Instructions to follow
Among the entries below, find every line that contains the string "EndianWriter", then copy it.

Data for the task
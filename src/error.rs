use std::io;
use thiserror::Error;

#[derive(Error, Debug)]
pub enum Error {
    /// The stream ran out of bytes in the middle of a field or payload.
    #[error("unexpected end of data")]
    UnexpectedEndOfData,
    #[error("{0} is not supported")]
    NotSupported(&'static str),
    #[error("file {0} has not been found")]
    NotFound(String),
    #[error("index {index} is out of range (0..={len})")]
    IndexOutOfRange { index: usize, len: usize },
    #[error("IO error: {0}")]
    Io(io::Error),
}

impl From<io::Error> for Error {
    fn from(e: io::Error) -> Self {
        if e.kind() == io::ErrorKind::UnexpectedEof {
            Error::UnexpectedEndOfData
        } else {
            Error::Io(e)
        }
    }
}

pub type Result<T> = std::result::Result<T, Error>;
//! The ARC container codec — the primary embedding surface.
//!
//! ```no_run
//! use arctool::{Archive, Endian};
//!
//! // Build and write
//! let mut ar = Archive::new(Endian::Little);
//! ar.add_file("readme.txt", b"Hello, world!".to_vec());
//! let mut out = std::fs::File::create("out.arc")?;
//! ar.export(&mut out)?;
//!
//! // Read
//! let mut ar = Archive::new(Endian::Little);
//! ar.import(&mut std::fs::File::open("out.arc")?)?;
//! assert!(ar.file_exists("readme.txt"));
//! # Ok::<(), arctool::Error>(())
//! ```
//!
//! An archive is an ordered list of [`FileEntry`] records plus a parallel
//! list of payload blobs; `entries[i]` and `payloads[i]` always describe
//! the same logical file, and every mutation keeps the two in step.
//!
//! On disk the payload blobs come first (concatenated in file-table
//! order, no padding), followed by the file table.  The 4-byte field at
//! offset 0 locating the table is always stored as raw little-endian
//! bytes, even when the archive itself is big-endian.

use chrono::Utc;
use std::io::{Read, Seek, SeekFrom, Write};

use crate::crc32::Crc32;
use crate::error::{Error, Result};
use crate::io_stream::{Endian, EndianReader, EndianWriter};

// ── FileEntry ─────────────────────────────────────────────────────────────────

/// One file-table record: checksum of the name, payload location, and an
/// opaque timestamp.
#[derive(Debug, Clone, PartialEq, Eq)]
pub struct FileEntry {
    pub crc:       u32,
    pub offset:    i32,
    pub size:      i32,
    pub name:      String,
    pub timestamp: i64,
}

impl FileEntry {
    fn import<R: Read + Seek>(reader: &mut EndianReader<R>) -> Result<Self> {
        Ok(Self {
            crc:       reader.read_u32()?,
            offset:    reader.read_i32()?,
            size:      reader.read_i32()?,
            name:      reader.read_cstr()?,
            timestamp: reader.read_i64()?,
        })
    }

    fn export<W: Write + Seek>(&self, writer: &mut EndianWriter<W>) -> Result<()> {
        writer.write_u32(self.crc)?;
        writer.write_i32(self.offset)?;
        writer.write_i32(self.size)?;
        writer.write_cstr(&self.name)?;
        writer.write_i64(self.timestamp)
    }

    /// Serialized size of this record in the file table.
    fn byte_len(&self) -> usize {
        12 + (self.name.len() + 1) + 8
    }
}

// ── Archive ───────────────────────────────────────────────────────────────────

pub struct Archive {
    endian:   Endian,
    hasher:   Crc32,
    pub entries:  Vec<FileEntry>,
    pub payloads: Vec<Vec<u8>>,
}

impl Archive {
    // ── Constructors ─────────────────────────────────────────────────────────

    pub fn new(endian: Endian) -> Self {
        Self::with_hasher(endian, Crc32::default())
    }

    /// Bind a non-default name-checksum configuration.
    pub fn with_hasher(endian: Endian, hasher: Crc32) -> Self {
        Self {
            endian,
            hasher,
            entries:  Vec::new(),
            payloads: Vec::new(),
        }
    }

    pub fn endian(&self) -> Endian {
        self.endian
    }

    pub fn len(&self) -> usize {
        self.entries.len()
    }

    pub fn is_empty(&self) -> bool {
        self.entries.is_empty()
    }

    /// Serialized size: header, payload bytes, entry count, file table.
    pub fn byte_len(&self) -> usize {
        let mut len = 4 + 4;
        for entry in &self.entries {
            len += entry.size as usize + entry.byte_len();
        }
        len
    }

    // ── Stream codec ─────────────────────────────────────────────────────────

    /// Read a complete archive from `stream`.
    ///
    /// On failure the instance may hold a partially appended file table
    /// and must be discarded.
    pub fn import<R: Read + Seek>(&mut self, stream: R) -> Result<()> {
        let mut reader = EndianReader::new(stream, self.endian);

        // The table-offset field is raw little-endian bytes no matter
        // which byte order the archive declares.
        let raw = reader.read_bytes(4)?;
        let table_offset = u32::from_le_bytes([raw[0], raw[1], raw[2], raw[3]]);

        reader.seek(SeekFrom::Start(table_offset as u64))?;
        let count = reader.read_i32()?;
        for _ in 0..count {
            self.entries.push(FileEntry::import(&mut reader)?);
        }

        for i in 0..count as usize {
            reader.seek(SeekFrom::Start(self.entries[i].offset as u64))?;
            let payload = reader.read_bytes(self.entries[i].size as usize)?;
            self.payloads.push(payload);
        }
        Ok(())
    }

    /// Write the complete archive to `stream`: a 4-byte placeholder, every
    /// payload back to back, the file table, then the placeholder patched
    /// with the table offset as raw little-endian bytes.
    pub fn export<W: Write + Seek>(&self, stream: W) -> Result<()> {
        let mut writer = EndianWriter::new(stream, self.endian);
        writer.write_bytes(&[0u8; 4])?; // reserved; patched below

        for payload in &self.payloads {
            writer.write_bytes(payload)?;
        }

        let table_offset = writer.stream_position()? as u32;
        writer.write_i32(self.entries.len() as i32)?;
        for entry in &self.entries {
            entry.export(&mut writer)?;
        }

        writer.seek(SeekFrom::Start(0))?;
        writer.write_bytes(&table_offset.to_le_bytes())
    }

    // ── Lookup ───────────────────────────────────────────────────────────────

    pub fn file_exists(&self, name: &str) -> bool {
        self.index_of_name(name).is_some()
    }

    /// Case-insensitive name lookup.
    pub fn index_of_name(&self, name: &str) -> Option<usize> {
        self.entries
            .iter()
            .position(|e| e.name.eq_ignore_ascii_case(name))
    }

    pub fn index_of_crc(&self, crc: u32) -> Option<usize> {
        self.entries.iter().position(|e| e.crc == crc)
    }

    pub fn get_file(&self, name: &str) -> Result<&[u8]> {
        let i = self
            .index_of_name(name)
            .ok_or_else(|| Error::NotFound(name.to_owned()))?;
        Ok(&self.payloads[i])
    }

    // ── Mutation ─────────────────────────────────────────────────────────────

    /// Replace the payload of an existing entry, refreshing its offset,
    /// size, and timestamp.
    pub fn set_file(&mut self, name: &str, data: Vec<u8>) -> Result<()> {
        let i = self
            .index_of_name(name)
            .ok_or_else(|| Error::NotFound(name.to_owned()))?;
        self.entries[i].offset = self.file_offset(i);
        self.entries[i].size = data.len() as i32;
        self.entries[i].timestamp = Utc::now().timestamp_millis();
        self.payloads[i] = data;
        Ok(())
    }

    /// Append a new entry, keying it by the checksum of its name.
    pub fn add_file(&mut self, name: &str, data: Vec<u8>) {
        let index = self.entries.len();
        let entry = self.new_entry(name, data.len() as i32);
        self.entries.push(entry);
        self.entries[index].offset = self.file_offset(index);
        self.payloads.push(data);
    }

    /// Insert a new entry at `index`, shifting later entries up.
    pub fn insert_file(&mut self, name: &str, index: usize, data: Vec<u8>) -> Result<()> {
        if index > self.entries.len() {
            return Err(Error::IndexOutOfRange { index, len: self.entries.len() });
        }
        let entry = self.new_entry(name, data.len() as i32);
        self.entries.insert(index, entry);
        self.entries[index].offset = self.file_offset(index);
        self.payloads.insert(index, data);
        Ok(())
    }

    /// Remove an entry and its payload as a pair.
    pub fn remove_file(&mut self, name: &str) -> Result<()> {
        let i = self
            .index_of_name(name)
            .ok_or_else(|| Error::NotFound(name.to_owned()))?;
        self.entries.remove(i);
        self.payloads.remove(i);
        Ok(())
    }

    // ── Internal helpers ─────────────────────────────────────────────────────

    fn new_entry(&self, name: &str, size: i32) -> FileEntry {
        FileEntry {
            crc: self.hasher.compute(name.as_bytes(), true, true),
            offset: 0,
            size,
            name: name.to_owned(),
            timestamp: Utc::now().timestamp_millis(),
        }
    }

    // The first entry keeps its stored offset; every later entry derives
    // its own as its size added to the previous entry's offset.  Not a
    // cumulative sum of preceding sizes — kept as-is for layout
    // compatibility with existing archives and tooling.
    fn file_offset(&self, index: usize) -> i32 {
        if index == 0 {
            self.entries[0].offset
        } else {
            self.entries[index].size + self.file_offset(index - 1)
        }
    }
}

--

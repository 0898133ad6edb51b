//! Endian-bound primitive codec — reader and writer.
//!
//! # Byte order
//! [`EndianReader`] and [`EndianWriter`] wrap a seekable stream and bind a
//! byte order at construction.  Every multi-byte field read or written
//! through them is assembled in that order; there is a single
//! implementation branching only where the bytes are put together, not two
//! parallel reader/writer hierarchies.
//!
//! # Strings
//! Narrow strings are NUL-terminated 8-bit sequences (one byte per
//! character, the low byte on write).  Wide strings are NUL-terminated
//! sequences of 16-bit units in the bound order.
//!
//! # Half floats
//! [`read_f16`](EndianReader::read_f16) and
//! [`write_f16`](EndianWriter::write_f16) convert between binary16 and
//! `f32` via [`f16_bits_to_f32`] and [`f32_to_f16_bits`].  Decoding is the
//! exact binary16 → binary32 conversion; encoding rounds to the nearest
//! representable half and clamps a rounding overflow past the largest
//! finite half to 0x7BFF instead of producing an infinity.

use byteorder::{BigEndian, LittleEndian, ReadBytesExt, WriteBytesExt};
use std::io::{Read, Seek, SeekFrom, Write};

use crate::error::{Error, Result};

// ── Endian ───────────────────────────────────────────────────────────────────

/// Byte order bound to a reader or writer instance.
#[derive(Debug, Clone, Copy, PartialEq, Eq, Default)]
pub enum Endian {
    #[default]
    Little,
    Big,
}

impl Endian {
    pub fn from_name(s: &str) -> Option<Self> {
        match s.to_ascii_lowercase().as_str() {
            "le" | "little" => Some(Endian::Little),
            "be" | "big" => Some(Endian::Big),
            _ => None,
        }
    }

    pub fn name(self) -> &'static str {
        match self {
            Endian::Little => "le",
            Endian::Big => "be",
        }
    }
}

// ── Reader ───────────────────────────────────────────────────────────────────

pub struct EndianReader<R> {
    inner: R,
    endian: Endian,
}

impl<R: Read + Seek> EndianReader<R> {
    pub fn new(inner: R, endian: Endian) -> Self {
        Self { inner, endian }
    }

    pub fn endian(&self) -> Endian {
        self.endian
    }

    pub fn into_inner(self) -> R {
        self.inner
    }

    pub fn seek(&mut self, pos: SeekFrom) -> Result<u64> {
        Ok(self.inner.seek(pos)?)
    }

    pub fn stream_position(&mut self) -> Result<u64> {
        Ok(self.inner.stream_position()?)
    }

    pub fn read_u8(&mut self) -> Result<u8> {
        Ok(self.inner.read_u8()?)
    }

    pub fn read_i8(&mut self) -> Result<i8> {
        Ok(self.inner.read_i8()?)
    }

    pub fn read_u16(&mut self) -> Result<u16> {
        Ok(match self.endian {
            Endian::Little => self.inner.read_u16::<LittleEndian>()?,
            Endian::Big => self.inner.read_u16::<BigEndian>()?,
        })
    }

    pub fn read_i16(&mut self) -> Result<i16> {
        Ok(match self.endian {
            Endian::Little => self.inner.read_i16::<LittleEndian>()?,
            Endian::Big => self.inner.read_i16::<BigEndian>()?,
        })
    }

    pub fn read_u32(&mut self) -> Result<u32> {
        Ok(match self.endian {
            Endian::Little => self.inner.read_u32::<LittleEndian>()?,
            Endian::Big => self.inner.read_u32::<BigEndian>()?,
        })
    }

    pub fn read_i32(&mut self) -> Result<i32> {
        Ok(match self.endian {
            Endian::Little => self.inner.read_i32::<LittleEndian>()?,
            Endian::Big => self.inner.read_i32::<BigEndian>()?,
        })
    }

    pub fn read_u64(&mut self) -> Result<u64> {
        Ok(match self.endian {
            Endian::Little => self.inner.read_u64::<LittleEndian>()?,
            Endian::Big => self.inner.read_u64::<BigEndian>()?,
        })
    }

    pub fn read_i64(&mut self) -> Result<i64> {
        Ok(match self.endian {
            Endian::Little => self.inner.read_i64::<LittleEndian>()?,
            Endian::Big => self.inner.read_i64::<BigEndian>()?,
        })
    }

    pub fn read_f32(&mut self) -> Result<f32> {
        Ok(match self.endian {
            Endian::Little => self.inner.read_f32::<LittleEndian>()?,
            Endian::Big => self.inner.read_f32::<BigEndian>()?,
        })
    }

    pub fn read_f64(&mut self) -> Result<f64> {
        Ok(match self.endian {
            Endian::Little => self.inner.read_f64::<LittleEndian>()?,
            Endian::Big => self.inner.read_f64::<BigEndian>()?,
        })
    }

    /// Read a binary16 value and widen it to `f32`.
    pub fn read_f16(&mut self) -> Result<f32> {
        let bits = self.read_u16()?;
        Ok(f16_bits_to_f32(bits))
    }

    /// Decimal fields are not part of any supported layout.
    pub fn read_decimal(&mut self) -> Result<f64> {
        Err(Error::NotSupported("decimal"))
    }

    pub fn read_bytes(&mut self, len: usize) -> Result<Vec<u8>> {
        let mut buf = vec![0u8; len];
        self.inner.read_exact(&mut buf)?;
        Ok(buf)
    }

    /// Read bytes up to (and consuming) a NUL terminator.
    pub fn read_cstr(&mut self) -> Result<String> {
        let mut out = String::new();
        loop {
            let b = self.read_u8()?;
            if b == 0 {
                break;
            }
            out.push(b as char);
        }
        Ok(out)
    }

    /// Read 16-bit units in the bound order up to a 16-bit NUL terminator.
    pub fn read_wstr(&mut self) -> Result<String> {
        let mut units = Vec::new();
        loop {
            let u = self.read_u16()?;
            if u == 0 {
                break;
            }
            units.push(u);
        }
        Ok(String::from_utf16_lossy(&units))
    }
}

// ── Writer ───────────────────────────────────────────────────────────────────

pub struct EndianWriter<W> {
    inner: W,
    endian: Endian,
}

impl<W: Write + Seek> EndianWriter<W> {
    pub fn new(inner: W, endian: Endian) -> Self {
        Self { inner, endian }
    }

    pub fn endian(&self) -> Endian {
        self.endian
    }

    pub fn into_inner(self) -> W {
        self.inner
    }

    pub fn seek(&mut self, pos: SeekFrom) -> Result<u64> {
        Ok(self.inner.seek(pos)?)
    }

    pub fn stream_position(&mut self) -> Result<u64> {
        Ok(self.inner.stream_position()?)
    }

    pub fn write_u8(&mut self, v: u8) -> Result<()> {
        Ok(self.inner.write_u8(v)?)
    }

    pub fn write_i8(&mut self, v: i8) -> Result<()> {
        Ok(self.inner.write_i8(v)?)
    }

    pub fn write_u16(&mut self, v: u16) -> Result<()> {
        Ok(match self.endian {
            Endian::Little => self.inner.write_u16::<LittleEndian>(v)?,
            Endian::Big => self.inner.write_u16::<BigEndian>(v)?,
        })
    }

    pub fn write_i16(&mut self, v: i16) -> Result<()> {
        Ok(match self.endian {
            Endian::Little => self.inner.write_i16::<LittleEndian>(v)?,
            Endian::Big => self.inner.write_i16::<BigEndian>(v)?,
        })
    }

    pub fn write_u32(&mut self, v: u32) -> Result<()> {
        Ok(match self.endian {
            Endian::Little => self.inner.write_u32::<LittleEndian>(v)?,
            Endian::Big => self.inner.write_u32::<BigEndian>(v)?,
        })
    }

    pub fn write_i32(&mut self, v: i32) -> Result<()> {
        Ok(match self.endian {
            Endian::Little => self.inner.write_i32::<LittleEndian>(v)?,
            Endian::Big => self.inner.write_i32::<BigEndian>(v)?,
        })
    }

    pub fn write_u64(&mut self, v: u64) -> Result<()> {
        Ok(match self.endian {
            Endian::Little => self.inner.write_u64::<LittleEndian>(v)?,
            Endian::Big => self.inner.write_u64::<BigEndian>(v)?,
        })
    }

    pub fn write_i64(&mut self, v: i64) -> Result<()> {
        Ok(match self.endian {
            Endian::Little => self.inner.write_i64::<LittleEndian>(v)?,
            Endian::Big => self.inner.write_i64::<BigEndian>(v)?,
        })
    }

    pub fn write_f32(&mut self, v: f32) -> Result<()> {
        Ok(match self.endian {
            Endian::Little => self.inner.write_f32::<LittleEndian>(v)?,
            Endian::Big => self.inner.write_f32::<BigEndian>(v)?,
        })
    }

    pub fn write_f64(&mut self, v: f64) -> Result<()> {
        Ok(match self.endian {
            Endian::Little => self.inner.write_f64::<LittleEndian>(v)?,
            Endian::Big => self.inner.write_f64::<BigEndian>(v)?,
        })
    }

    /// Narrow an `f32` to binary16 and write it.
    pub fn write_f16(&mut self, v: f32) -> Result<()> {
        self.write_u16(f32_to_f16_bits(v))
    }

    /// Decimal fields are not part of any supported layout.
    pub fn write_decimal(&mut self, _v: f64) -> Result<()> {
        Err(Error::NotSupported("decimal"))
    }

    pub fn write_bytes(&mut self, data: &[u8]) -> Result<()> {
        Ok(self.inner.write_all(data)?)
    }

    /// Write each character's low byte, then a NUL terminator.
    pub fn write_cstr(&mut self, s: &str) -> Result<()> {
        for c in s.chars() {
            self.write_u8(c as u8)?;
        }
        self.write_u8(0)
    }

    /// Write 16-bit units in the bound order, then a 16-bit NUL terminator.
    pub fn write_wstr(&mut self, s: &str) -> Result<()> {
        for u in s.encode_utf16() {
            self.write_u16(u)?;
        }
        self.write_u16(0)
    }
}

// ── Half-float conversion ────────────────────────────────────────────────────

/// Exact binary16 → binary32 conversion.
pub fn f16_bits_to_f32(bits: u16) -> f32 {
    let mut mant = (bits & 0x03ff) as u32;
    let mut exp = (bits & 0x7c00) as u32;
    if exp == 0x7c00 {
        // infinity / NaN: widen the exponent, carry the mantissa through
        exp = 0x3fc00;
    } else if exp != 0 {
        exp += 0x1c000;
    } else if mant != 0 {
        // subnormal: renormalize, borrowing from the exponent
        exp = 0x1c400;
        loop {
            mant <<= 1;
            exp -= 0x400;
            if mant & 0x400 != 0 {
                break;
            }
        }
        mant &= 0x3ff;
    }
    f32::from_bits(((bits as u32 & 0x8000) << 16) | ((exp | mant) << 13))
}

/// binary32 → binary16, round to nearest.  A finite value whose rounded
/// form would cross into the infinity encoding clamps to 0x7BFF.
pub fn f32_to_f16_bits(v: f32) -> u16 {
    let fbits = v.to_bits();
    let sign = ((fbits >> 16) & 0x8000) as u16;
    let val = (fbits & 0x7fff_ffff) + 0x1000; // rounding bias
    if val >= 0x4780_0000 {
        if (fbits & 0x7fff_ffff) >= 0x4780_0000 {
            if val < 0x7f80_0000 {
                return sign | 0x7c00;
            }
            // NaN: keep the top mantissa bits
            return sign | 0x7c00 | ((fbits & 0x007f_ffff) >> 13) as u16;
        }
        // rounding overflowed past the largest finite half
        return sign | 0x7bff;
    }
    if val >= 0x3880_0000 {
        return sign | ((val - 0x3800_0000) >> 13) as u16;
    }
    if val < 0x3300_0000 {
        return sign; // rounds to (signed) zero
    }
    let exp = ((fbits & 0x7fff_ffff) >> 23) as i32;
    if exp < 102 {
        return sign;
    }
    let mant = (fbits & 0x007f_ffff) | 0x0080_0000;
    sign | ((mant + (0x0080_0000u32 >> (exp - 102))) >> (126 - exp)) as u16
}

Answer section
use crate::io_stream::{Endian, EndianReader, EndianWriter};
    fn export<W: Write + Seek>(&self, writer: &mut EndianWriter<W>) -> Result<()> {
        let mut writer = EndianWriter::new(stream, self.endian);
//! [`EndianReader`] and [`EndianWriter`] wrap a seekable stream and bind a
//! [`write_f16`](EndianWriter::write_f16) convert between binary16 and
pub struct EndianWriter<W> {
impl<W: Write + Seek> EndianWriter<W> {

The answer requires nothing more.